Marta Morais da Costa

Por isso uma força me leva a cantar
Por isso essa força estranha
(Caetano Veloso)
Nos guardados da memória, as canções da adolescência ocupavam muitas gavetas.
Sons e letras, nomes e fatos formavam um capital inesgotável. A sem-censura adolescente nada sabia de timbre ou qualidade de voz. Soprano ou barítono eram apenas estrangeirismos e esquisitices de quem pavoneava conhecimentos musicais.
Gostava mesmo era do rádio ligado o dia inteiro, fazendo companhia. Em volume alto nos programas de calouros e muito íntimo, quase sussurrante, nas radionovelas. Alguém a lhe contar em segredo histórias de amor e ambição, que criavam a vilania. A posse como jogo já se chamuscando de infernos antecipados.
Mas era a música a paixão mais verdadeira. Cantava interiormente ao saudar o dia, a cozer as refeições, ao chuveiro. Dançavam os sons em bailes silenciosos.
Assim, dia a dia, formavam-se alianças sonoras e letras em conúbio nos cartórios da memória.
Ela chorava amores incompreendidos sem compreender o que era amar um homem. Somente sabia de sua indesejada solidão. Pai e mãe há muito morando no cemitério nos limites da cidade. Parentes nenhuns: se os tinha, eram desconhecidos, ausentes. O trabalho nômade de casa em casa não criava liames nem companhia.
Mas topou na esquina, em um domingo, com a realidade da fantasia. era músico, violonista, cantor nos bares da vida. O amor foi chama devoradora em um inferno de ciúmes.
Ele cantou, ela mergulhou nos sons e os dois se fizeram uma canção nova.
Juntos fizeram serenatas e duetos, desafinaram e concertaram.

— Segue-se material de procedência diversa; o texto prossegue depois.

//! Database schema and migrations.

use anyhow::Result;
use rusqlite::Connection;

/// Run all pending migrations.
pub fn migrate(conn: &Connection) -> Result<()> {
    conn.execute_batch(
        "CREATE TABLE IF NOT EXISTS schema_version (
            version INTEGER PRIMARY KEY,
            applied_at TEXT NOT NULL DEFAULT (datetime('now'))
        );

        CREATE TABLE IF NOT EXISTS reports (
            id TEXT PRIMARY KEY,
            latitude REAL NOT NULL,
            longitude REAL NOT NULL,
            hazard_type TEXT NOT NULL,
            severity TEXT NOT NULL,
            confidence_score REAL NOT NULL,
            occurred_at TEXT NOT NULL,
            status TEXT NOT NULL,
            received_at TEXT NOT NULL DEFAULT (datetime('now'))
        );

        CREATE TABLE IF NOT EXISTS social_signals (
            id TEXT PRIMARY KEY,
            latitude REAL,
            longitude REAL,
            hazard_type TEXT,
            confidence_score REAL NOT NULL,
            observed_at TEXT NOT NULL
        );

        CREATE TABLE IF NOT EXISTS hotspots (
            id TEXT PRIMARY KEY,
            name TEXT NOT NULL,
            description TEXT NOT NULL,
            center_latitude REAL NOT NULL,
            center_longitude REAL NOT NULL,
            radius_km REAL NOT NULL,
            alert_level TEXT NOT NULL,
            confidence_score REAL NOT NULL,
            report_count INTEGER NOT NULL,
            dominant_hazard_type TEXT NOT NULL,
            max_severity TEXT NOT NULL,
            latest_report_at TEXT NOT NULL,
            is_active INTEGER NOT NULL DEFAULT 1,
            detected_at TEXT NOT NULL,
            last_updated TEXT NOT NULL,
            resolved_at TEXT
        );

        CREATE TABLE IF NOT EXISTS hotspot_reports (
            hotspot_id TEXT NOT NULL,
            report_id TEXT NOT NULL,
            PRIMARY KEY (hotspot_id, report_id),
            FOREIGN KEY (hotspot_id) REFERENCES hotspots(id)
        );

        CREATE TABLE IF NOT EXISTS run_history (
            id TEXT PRIMARY KEY,
            status TEXT NOT NULL,
            reports_considered INTEGER NOT NULL DEFAULT 0,
            clusters_found INTEGER NOT NULL DEFAULT 0,
            noise INTEGER NOT NULL DEFAULT 0,
            created INTEGER NOT NULL DEFAULT 0,
            updated INTEGER NOT NULL DEFAULT 0,
            retired INTEGER NOT NULL DEFAULT 0,
            write_attempts INTEGER NOT NULL DEFAULT 0,
            error TEXT,
            started_at TEXT NOT NULL,
            finished_at TEXT NOT NULL
        );

        CREATE TABLE IF NOT EXISTS run_lease (
            id INTEGER PRIMARY KEY CHECK (id = 1),
            holder TEXT NOT NULL,
            acquired_at TEXT NOT NULL,
            expires_at TEXT NOT NULL
        );

        CREATE INDEX IF NOT EXISTS idx_reports_occurred ON reports(occurred_at);
        CREATE INDEX IF NOT EXISTS idx_signals_observed ON social_signals(observed_at);
        CREATE INDEX IF NOT EXISTS idx_hotspots_active ON hotspots(is_active);
        CREATE INDEX IF NOT EXISTS idx_hotspot_reports_report ON hotspot_reports(report_id);
        CREATE INDEX IF NOT EXISTS idx_run_history_started ON run_history(started_at);",
    )?;

    // Migration: record the schema version once
    conn.execute(
        "INSERT OR IGNORE INTO schema_version (version) VALUES (1)",
        [],
    )?;

    Ok(())
}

Árias em atrito, fados em lamúrias, modinhas em consonância, sambas em epifania. Mas chegou o desacordo do rock, chegaram as queixas do soul, as controvérsias do pop.
Hoje, cada um em seu ritmo díspar, segue a vida cantando em palcos incompatíveis.
O músico se foi, mas a música permanece.
Agora, na casa durante o dia acalantos ressoam, secundados por vozes infantis. O pão é pouco e vem acompanhado de choros de fome e do planger de cordas. Choros que ela compreende, harmoniza e acarinha.
Filhos da música e da euforia vêm partilhar as gavetas da memória: a cada um o seu ritmo, a cada um o seu canto, a cada um o sol e o escuro. E ela canta.